A Gift for Organizing

Monica hated her new home, and when her father abducted her from school, she did not resist. Her mother kidnapped her back. She bounced between parents until eventually a judge awarded custody to her dad. But by her early teens, she was running away regularly and living largely on the streets. She joined a gang, developed a taste for alcohol and tried any drug she could get her hands on -- acid, meth, prescription downers. "My only question was, How is it gonna make me feel?" She dropped out of high school after her sophomore year and got a job as a waitress. During a visit to her mother, who had remarried and relocated to rural North Carolina, she met Sam Caison, a shy, sober, God-fearing boy who adored her despite her wild ways. At 19, she moved in with him and had her first baby, though that didn't keep her from partying. When some street friends asked her to cash a few payroll checks, she thought nothing of it. Only when she was arrested, she says, did she realize that the checks were stolen.

She spent six months in jail awaiting trial, then took the rap and was sentenced to time served. When she emerged, she was ready to turn her life around. She went into counseling, married Sam (who went on to prosper as a fencing subcontractor), and threw herself into motherhood and community work. Over the next five years, she had four more kids and volunteered for everything from the PTA to charity drives. It turned out she had a gift for organizing people, and soon she was chairing events at Wilmington's annual riverfront festival, which draws crowds in the tens of thousands. In her spare time, she played drums in an all-girl rock band.

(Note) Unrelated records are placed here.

//! Baseline materialization.
//!
//! Copies the selected files of a decompiled tree into the baseline,
//! normalizes text, applies the merged access transforms and stamps the
//! result so later diffs can detect a changed snapshot.

use crate::at::{SourceTransform, SourceTransformReport};
use crate::error::{PatchStackError, Result};
use crate::pool::map_parallel;
use crate::tree::{
    self, atomic_write, remove_file_pruning, write_if_changed, SourceTree, META_DIR,
};
use glob::{MatchOptions, Pattern};
use serde::{Deserialize, Serialize};
use std::collections::BTreeSet;
use std::fs;
use tracing::{debug, info, warn};

/// Stamp file inside the materialized tree.
pub const STAMP_FILE: &str = "baseline.json";

const MATCH_OPTIONS: MatchOptions = MatchOptions {
    case_sensitive: true,
    require_literal_separator: true,
    require_literal_leading_dot: false,
};

/// Include/exclude glob predicate over relative paths.
#[derive(Debug, Clone, Default)]
pub struct FileFilter {
    include: Vec<Pattern>,
    exclude: Vec<Pattern>,
}

impl FileFilter {
    pub fn new(include: &[String], exclude: &[String]) -> Result<Self> {
        let compile = |patterns: &[String]| -> Result<Vec<Pattern>> {
            patterns
                .iter()
                .map(|p| {
                    Pattern::new(p).map_err(|e| PatchStackError::Pattern {
                        pattern: p.clone(),
                        message: e.to_string(),
                    })
                })
                .collect()
        };
        Ok(Self {
            include: compile(include)?,
            exclude: compile(exclude)?,
        })
    }

    /// An empty include list selects every file.
    pub fn matches(&self, rel: &str) -> bool {
        let included = self.include.is_empty()
            || self
                .include
                .iter()
                .any(|p| p.matches_with(rel, MATCH_OPTIONS));
        included
            && !self
                .exclude
                .iter()
                .any(|p| p.matches_with(rel, MATCH_OPTIONS))
    }
}

#[derive(Debug, Clone, Copy, PartialEq, Eq, Default)]
pub enum Mode {
    /// Text sources: normalized and access-transformed
    #[default]
    Sources,
    /// Arbitrary files copied byte for byte
    Resources,
}

#[derive(Debug, Clone, Default)]
pub struct MaterializeOptions {
    pub filter: FileFilter,
    pub transforms: SourceTransform,
    pub normalize: bool,
    pub mode: Mode,
    /// Vanilla version recorded in the stamp
    pub version: Option<String>,
    pub workers: usize,
}

/// Identity of a materialized baseline.
#[derive(Debug, Clone, PartialEq, Eq, Serialize, Deserialize)]
pub struct SnapshotStamp {
    pub version: Option<String>,
    pub fingerprint: String,
    pub files: usize,
}

#[derive(Debug, Clone, Default, Serialize)]
pub struct MaterializeReport {
    pub files: usize,
    pub written: usize,
    pub unchanged: usize,
    pub removed: usize,
    pub fingerprint: String,
    pub transforms: SourceTransformReport,
}

/// Materialize `input` into `output`.
///
/// Identical inputs always produce identical output contents; only files
/// whose bytes change are rewritten.
pub fn materialize(
    input: &SourceTree,
    output: &SourceTree,
    options: &MaterializeOptions,
) -> Result<MaterializeReport> {
    let selected: Vec<String> = input
        .files()?
        .into_iter()
        .filter(|rel| options.filter.matches(rel))
        .collect();
    info!(
        "materializing {} of {} into {}",
        selected.len(),
        input.root().display(),
        output.root().display()
    );

    let produced = map_parallel(options.workers, &selected, |rel| {
        produce(input, rel, options)
    });

    let mut report = MaterializeReport {
        files: selected.len(),
        ..Default::default()
    };
    for (rel, result) in selected.iter().zip(produced) {
        let (bytes, unresolved) = result?;
        if write_if_changed(&output.path_of(rel), &bytes)? {
            report.written += 1;
        } else {
            report.unchanged += 1;
        }
        for descriptor in unresolved {
            warn!("access transform not applied, declaration not found: {descriptor}");
            report.transforms.unresolved.push((descriptor, rel.clone()));
        }
    }

    if options.mode == Mode::Sources {
        let present: BTreeSet<&str> = selected.iter().map(String::as_str).collect();
        for file in options.transforms.files() {
            if !present.contains(file) {
                warn!("access transforms target {file}, which is not in the baseline");
                let missing = options.transforms.entries(file).iter();
                report
                    .transforms
                    .unresolved
                    .extend(missing.map(|(descriptor, _)| (descriptor.clone(), file.to_string())));
            }
        }
        report.transforms.applied = options
            .transforms
            .len()
            .saturating_sub(report.transforms.unresolved.len());
    }

    let wanted: BTreeSet<&str> = selected.iter().map(String::as_str).collect();
    for rel in output.files()? {
        if !wanted.contains(rel.as_str()) && remove_file_pruning(output.root(), &rel)? {
            debug!("removed stale {rel}");
            report.removed += 1;
        }
    }

    report.fingerprint = tree::fingerprint(output)?;
    let stamp = SnapshotStamp {
        version: options.version.clone(),
        fingerprint: report.fingerprint.clone(),
        files: report.files,
    };
    write_stamp(output, &stamp)?;

    info!(
        "materialized {} files ({} written, {} unchanged, {} removed)",
        report.files, report.written, report.unchanged, report.removed
    );
    Ok(report)
}

type Produced = (Vec<u8>, Vec<crate::at::Descriptor>);

fn produce(input: &SourceTree, rel: &str, options: &MaterializeOptions) -> Result<Produced> {
    let bytes = input
        .read(rel)?
        .ok_or_else(|| PatchStackError::io(input.path_of(rel), vanished()))?;
    if options.mode == Mode::Resources {
        return Ok((bytes, Vec::new()));
    }

    let text = match String::from_utf8(bytes) {
        Ok(text) => text,
        Err(e) => return Ok((e.into_bytes(), Vec::new())),
    };
    let text = if options.normalize {
        tree::normalize(&text)
    } else {
        text
    };
    let (text, unresolved) = options.transforms.apply(rel, &text);
    Ok((text.into_bytes(), unresolved))
}

fn stamp_path(tree: &SourceTree) -> std::path::PathBuf {
    tree.root().join(META_DIR).join(STAMP_FILE)
}

fn write_stamp(tree: &SourceTree, stamp: &SnapshotStamp) -> Result<()> {
    let path = stamp_path(tree);
    let json = serde_json::to_vec_pretty(stamp)
        .map_err(|e| PatchStackError::io(&path, std::io::Error::other(e)))?;
    atomic_write(&path, &json)
}

/// The stamp written by [`materialize`], if any.
pub fn read_stamp(tree: &SourceTree) -> Result<Option<SnapshotStamp>> {
    let path = stamp_path(tree);
    let bytes = match fs::read(&path) {
        Ok(bytes) => bytes,
        Err(e) if e.kind() == std::io::ErrorKind::NotFound => return Ok(None),
        Err(e) => return Err(PatchStackError::io(path, e)),
    };
    let stamp = serde_json::from_slice(&bytes).map_err(|e| {
        PatchStackError::io(
            &path,
            std::io::Error::new(std::io::ErrorKind::InvalidData, e),
        )
    })?;
    Ok(Some(stamp))
}

/// Check that a stamped snapshot still has the content it was stamped with.
///
/// Unstamped trees pass unchecked.
pub fn verify_snapshot(tree: &SourceTree) -> Result<Option<SnapshotStamp>> {
    let Some(stamp) = read_stamp(tree)? else {
        debug!("{} carries no stamp; not verified", tree.root().display());
        return Ok(None);
    };
    let found = tree::fingerprint(tree)?;
    if found != stamp.fingerprint {
        return Err(PatchStackError::SnapshotDrift {
            root: tree.root().to_path_buf(),
            expected: stamp.fingerprint,
            found,
        });
    }
    Ok(Some(stamp))
}

fn vanished() -> std::io::Error {
    std::io::Error::new(std::io::ErrorKind::NotFound, "file vanished while materializing")
}

#[cfg(test)]
mod tests {
    use super::*;
    use crate::at::{AccessLevel, Descriptor, Visibility};

    fn write(tree: &SourceTree, rel: &str, content: &str) {
        atomic_write(&tree.path_of(rel), content.as_bytes()).unwrap();
    }

    #[test]
    fn test_filter_include_exclude() {
        let filter = FileFilter::new(
            &["net/**/*.java".to_string()],
            &["net/**/generated/*".to_string()],
        )
        .unwrap();
        assert!(filter.matches("net/minecraft/Foo.java"));
        assert!(!filter.matches("net/minecraft/generated/Gen.java"));
        assert!(!filter.matches("com/other/Bar.java"));
        assert!(FileFilter::default().matches("anything"));
        assert!(FileFilter::new(&["[".to_string()], &[]).is_err());
    }

    #[test]
    fn test_materialize_normalizes_and_transforms() {
        let temp_dir = tempfile::tempdir().unwrap();
        let input = SourceTree::new(temp_dir.path().join("vanilla"));
        let output = SourceTree::new(temp_dir.path().join("baseline"));
        write(&input, "a/Foo.java", "class Foo {\r\n    private int x;\r\n}");
        write(&input, "a/skip.txt", "x");

        let entries = vec![(
            Descriptor::member("a.Foo", "x"),
            AccessLevel::new(Visibility::Public),
        )];
        let options = MaterializeOptions {
            filter: FileFilter::new(&["**/*.java".to_string()], &[]).unwrap(),
            transforms: SourceTransform::new(entries.iter().map(|(d, a)| (d, a))),
            normalize: true,
            version: Some("1.21".to_string()),
            ..Default::default()
        };

        let report = materialize(&input, &output, &options).unwrap();
        assert_eq!(report.files, 1);
        assert_eq!(report.transforms.applied, 1);
        assert_eq!(
            fs::read_to_string(output.path_of("a/Foo.java")).unwrap(),
            "class Foo {\n    public int x;\n}\n"
        );
        assert_eq!(output.files().unwrap(), vec!["a/Foo.java"]);

        let stamp = verify_snapshot(&output).unwrap().unwrap();
        assert_eq!(stamp.version.as_deref(), Some("1.21"));
        assert_eq!(stamp.fingerprint, report.fingerprint);
    }

    #[test]
    fn test_materialize_twice_is_stable_and_prunes() {
        let temp_dir = tempfile::tempdir().unwrap();
        let input = SourceTree::new(temp_dir.path().join("vanilla"));
        let output = SourceTree::new(temp_dir.path().join("baseline"));
        write(&input, "A.java", "a\n");
        write(&output, "Stale.java", "old\n");

        let options = MaterializeOptions {
            normalize: true,
            ..Default::default()
        };
        let first = materialize(&input, &output, &options).unwrap();
        assert_eq!(first.removed, 1);
        let second = materialize(&input, &output, &options).unwrap();
        assert_eq!(second.written, 0);
        assert_eq!(second.unchanged, 1);
        assert_eq!(first.fingerprint, second.fingerprint);
    }

    #[test]
    fn test_verify_snapshot_detects_drift() {
        let temp_dir = tempfile::tempdir().unwrap();
        let input = SourceTree::new(temp_dir.path().join("vanilla"));
        let output = SourceTree::new(temp_dir.path().join("baseline"));
        write(&input, "A.java", "a\n");
        materialize(&input, &output, &MaterializeOptions::default()).unwrap();

        write(&output, "A.java", "edited\n");
        let err = verify_snapshot(&output).unwrap_err();
        assert!(matches!(err, PatchStackError::SnapshotDrift { .. }));
    }

    #[test]
    fn test_resources_copied_verbatim() {
        let temp_dir = tempfile::tempdir().unwrap();
        let input = SourceTree::new(temp_dir.path().join("res"));
        let output = SourceTree::new(temp_dir.path().join("out"));
        atomic_write(&input.path_of("icon.png"), &[0x89, 0x50, 0x00, 0xff]).unwrap();
        write(&input, "lang.json", "{}\r\n");

        let options = MaterializeOptions {
            mode: Mode::Resources,
            normalize: true,
            ..Default::default()
        };
        materialize(&input, &output, &options).unwrap();
        assert_eq!(
            fs::read(output.path_of("icon.png")).unwrap(),
            vec![0x89, 0x50, 0x00, 0xff]
        );
        assert_eq!(fs::read(output.path_of("lang.json")).unwrap(), b"{}\r\n");
    }
}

In the early '90s, Caison weathered a series of health crises: the removal of a cancerous ovarian cyst, followed by thyroid disease and a ruptured gallbladder. But by 1994, she was well enough to turn outward again. She decided to start with a small fund-raiser and went looking for a deserving beneficiary. On a whim, she approached the head of the North Carolina Center for Missing Persons, an ex-cop named John Goad. He put her in touch with a Wilmington woman, Karen Brown, who ran a group that worked to publicize cases of missing children. Caison wound up helping her organize a carnival for the group at a shopping mall. She erected a memorial wall to the missing, centered on a portrait of a friend's daughter, who had been kidnapped and murdered just days earlier. She persuaded the cast of Matlock, filming in the area, to pose for the press in front of the shrine.

From that moment, Caison had a cause. For as long as she could remember, she had known families ripped apart by sudden disappearances: a childhood friend's mother, another friend's sister, yet another friend's daughter -- like Caison in her wayward years -- gone AWOL. The idea of helping to repair the damage filled her with an overwhelming sense of purpose. "I think God has a plan for everyone's life,"she says, "but people don't always heed what he's trying to show them."